Exercise objective: All of the records should be given again verbatim.

*** Entries shown

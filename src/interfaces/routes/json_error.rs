use actix_web::{
    web,
    http::StatusCode,
    ResponseError,
    HttpResponse,
    error::{JsonPayloadError, PathError, QueryPayloadError},
};
use serde_json::json;

use crate::constants::MAX_JSON_PAYLOAD;


pub fn config_routes(cfg: &mut web::ServiceConfig) {
    cfg.app_data(web::JsonConfig::default().limit(MAX_JSON_PAYLOAD).error_handler(|err, _req| {
        JsonError::from(err).into()
    }));
    cfg.app_data(web::QueryConfig::default().error_handler(|err, _req| {
        JsonError::from(err).into()
    }));
    cfg.app_data(web::PathConfig::default().error_handler(|err, _req| {
        JsonError::from(err).into()
    }));
}

/// Extractor failure reported in the same `{"error": ...}` shape as
/// handler errors.
#[derive(Debug)]
pub struct JsonError {
    message: String,
    status: StatusCode
}

impl std::fmt::Display for JsonError {
    fn fmt(&self, f: &mut std::fmt::Formatter<'_>) -> std::fmt::Result {
        write!(f, "{}", self.message)
    }
}

impl ResponseError for JsonError {
    fn status_code(&self) -> StatusCode {
        self.status
    }

    fn error_response(&self) -> HttpResponse<actix_web::body::BoxBody> {
        HttpResponse::build(self.status).json(json!({ "error": self.message }))
    }
}

impl From<JsonPayloadError> for JsonError {
    fn from(err: JsonPayloadError) -> Self {
        let status = match err {
            JsonPayloadError::OverflowKnownLength { .. } | JsonPayloadError::Overflow { .. } => {
                StatusCode::PAYLOAD_TOO_LARGE
            }
            JsonPayloadError::ContentType => StatusCode::UNSUPPORTED_MEDIA_TYPE,
            _ => StatusCode::BAD_REQUEST,
        };

        JsonError {
            message: format!("JSON payload error: {}", err),
            status,
        }
    }
}

impl From<QueryPayloadError> for JsonError {
    fn from(err: QueryPayloadError) -> Self {
        JsonError {
            message: format!("Query error: {}", err),
            status: StatusCode::BAD_REQUEST,
        }
    }
}

impl From<PathError> for JsonError {
    fn from(err: PathError) -> Self {
        JsonError {
            message: format!("Path error: {}", err),
            status: StatusCode::BAD_REQUEST,
        }
    }
}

******

Finished exercise:
filename src/interfaces/routes/json_error.rs
use actix_web::{
    web,
    http::StatusCode,
    ResponseError,
    HttpResponse,
    error::{JsonPayloadError, PathError, QueryPayloadError},
};
use serde_json::json;

use crate::constants::MAX_JSON_PAYLOAD;


pub fn config_routes(cfg: &mut web::ServiceConfig) {
    cfg.app_data(web::JsonConfig::default().limit(MAX_JSON_PAYLOAD).error_handler(|err, _req| {
        JsonError::from(err).into()
    }));
    cfg.app_data(web::QueryConfig::default().error_handler(|err, _req| {
        JsonError::from(err).into()
    }));
    cfg.app_data(web::PathConfig::default().error_handler(|err, _req| {
        JsonError::from(err).into()
    }));
}

/// Extractor failure reported in the same `{"error": ...}` shape as
/// handler errors.
#[derive(Debug)]
pub struct JsonError {
    message: String,
    status: StatusCode
}

impl std::fmt::Display for JsonError {
    fn fmt(&self, f: &mut std::fmt::Formatter<'_>) -> std::fmt::Result {
        write!(f, "{}", self.message)
    }
}

impl ResponseError for JsonError {
    fn status_code(&self) -> StatusCode {
        self.status
    }

    fn error_response(&self) -> HttpResponse<actix_web::body::BoxBody> {
        HttpResponse::build(self.status).json(json!({ "error": self.message }))
    }
}

impl From<JsonPayloadError> for JsonError {
    fn from(err: JsonPayloadError) -> Self {
        let status = match err {
            JsonPayloadError::OverflowKnownLength { .. } | JsonPayloadError::Overflow { .. } => {
                StatusCode::PAYLOAD_TOO_LARGE
            }
            JsonPayloadError::ContentType => StatusCode::UNSUPPORTED_MEDIA_TYPE,
            _ => StatusCode::BAD_REQUEST,
        };

        JsonError {
            message: format!("JSON payload error: {}", err),
            status,
        }
    }
}

impl From<QueryPayloadError> for JsonError {
    fn from(err: QueryPayloadError) -> Self {
        JsonError {
            message: format!("Query error: {}", err),
            status: StatusCode::BAD_REQUEST,
        }
    }
}

impl From<PathError> for JsonError {
    fn from(err: PathError) -> Self {
        JsonError {
            message: format!("Path error: {}", err),
            status: StatusCode::BAD_REQUEST,
        }
    }
}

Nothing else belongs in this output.